[Start of Attachment]

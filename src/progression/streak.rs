// ABOUTME: Streak engine: day continuity, freeze-token consumption, and streak breaks
// ABOUTME: Pure functions over ProgressionState so the ledger can run them inside a CAS retry
//
// SPDX-License-Identifier: MIT OR Apache-2.0
// Copyright (c) 2025 Pierre Fitness Intelligence

use chrono::{DateTime, Days, NaiveDate, Utc};

use crate::models::{DayStatus, ProgressionState, StreakPolicy};

/// What a scan did to the streak
#[derive(Debug, Clone, Copy, PartialEq, Eq)]
pub enum StreakChange {
    /// First scan ever
    Started,
    /// Another scan on an already counted day
    SameDay,
    /// Scan on the day after the last active day
    Extended,
    /// Missed days were covered by freeze tokens
    Frozen {
        /// Tokens spent
        tokens_used: u32,
    },
    /// Too many missed days; the streak restarted at 1
    Broken {
        /// Streak length before the break
        previous: u32,
    },
    /// Lenient policy: counted without checking dates
    Counted,
}

/// Days strictly between `last` and `today`
fn missed_days(last: NaiveDate, today: NaiveDate) -> i64 {
    (today - last).num_days() - 1
}

/// Apply one scan at `at` to the streak fields of `state`
///
/// Marks the scan day as `streak`, moves `last_activity` forward, and
/// updates `streak` and `freeze_count` according to `policy`.
pub fn apply_scan(
    state: &mut ProgressionState,
    policy: StreakPolicy,
    at: DateTime<Utc>,
) -> StreakChange {
    let today = at.date_naive();
    let last = state.last_active_day();

    let change = match policy {
        StreakPolicy::Lenient => {
            state.streak = state.streak.saturating_add(1);
            StreakChange::Counted
        }
        StreakPolicy::Consecutive => match last {
            None => {
                state.streak = 1;
                StreakChange::Started
            }
            Some(last) if today <= last => {
                // also covers a clock that moved backwards
                state.streak = state.streak.max(1);
                StreakChange::SameDay
            }
            Some(last) => bridge_gap(state, last, today),
        },
    };

    state.streak_history.insert(today, DayStatus::Streak);
    if state.last_activity.is_none_or(|previous| at > previous) {
        state.last_activity = Some(at);
    }
    change
}

fn bridge_gap(state: &mut ProgressionState, last: NaiveDate, today: NaiveDate) -> StreakChange {
    let missed = missed_days(last, today);
    if missed <= 0 {
        state.streak = state.streak.saturating_add(1);
        return StreakChange::Extended;
    }

    let missed_u32 = u32::try_from(missed).unwrap_or(u32::MAX);
    if state.freeze_count >= missed_u32 {
        let mut day = last;
        for _ in 0..missed_u32 {
            let Some(next) = day.checked_add_days(Days::new(1)) else {
                break;
            };
            state.streak_history.insert(next, DayStatus::Freeze);
            day = next;
        }
        state.freeze_count -= missed_u32;
        state.streak = state.streak.saturating_add(1);
        return StreakChange::Frozen {
            tokens_used: missed_u32,
        };
    }

    let previous = state.streak;
    if let Some(first_missed) = last.checked_add_days(Days::new(1)) {
        state.streak_history.insert(first_missed, DayStatus::Broken);
    }
    state.streak = 1;
    StreakChange::Broken { previous }
}

/// Streak as it stands on `today`
///
/// A streak whose gap since the last scan can no longer be covered by the
/// remaining freeze tokens reads as 0, even before the next scan rewrites
/// the stored value.
#[must_use]
pub fn current_streak(state: &ProgressionState, today: NaiveDate) -> u32 {
    let Some(last) = state.last_active_day() else {
        return 0;
    };
    let missed = missed_days(last, today);
    if missed <= 0 || u32::try_from(missed).is_ok_and(|missed| missed <= state.freeze_count) {
        state.streak
    } else {
        0
    }
}

#[cfg(test)]
mod tests {
    use chrono::TimeZone;

    use super::*;

    fn at(day: u32) -> DateTime<Utc> {
        Utc.with_ymd_and_hms(2025, 5, day, 12, 0, 0).unwrap()
    }

    fn date(day: u32) -> NaiveDate {
        NaiveDate::from_ymd_opt(2025, 5, day).unwrap()
    }

    #[test]
    fn test_same_day_does_not_increment() {
        let mut state = ProgressionState::default();
        assert_eq!(apply_scan(&mut state, StreakPolicy::Consecutive, at(1)), StreakChange::Started);
        assert_eq!(apply_scan(&mut state, StreakPolicy::Consecutive, at(1)), StreakChange::SameDay);
        assert_eq!(state.streak, 1);
    }

    #[test]
    fn test_next_day_extends() {
        let mut state = ProgressionState::default();
        apply_scan(&mut state, StreakPolicy::Consecutive, at(1));
        apply_scan(&mut state, StreakPolicy::Consecutive, at(2));
        assert_eq!(state.streak, 2);
        assert_eq!(state.day_status(date(2)), Some(DayStatus::Streak));
    }

    #[test]
    fn test_gap_consumes_freezes() {
        let mut state = ProgressionState::default();
        apply_scan(&mut state, StreakPolicy::Consecutive, at(1));
        let change = apply_scan(&mut state, StreakPolicy::Consecutive, at(4));
        assert_eq!(change, StreakChange::Frozen { tokens_used: 2 });
        assert_eq!(state.streak, 2);
        assert_eq!(state.freeze_count, 0);
        assert_eq!(state.day_status(date(2)), Some(DayStatus::Freeze));
        assert_eq!(state.day_status(date(3)), Some(DayStatus::Freeze));
    }

    #[test]
    fn test_gap_too_long_breaks() {
        let mut state = ProgressionState::default();
        apply_scan(&mut state, StreakPolicy::Consecutive, at(1));
        apply_scan(&mut state, StreakPolicy::Consecutive, at(2));
        let change = apply_scan(&mut state, StreakPolicy::Consecutive, at(6));
        assert_eq!(change, StreakChange::Broken { previous: 2 });
        assert_eq!(state.streak, 1);
        assert_eq!(state.freeze_count, 2);
        assert_eq!(state.day_status(date(3)), Some(DayStatus::Broken));
        assert_eq!(state.day_status(date(6)), Some(DayStatus::Streak));
    }

    #[test]
    fn test_lenient_counts_every_scan() {
        let mut state = ProgressionState::default();
        apply_scan(&mut state, StreakPolicy::Lenient, at(1));
        apply_scan(&mut state, StreakPolicy::Lenient, at(1));
        apply_scan(&mut state, StreakPolicy::Lenient, at(9));
        assert_eq!(state.streak, 3);
        assert_eq!(state.freeze_count, 2);
    }

    #[test]
    fn test_current_streak_expires() {
        let mut state = ProgressionState::default();
        apply_scan(&mut state, StreakPolicy::Consecutive, at(1));
        assert_eq!(current_streak(&state, date(1)), 1);
        assert_eq!(current_streak(&state, date(2)), 1);
        assert_eq!(current_streak(&state, date(4)), 1);
        assert_eq!(current_streak(&state, date(5)), 0);
        assert_eq!(current_streak(&ProgressionState::default(), date(5)), 0);
    }
}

[End of Attachment]

Assignment: Pick from the records each line that contains the word "chrono" and show it.

Task answer:
use chrono::{DateTime, Days, NaiveDate, Utc};
    use chrono::TimeZone;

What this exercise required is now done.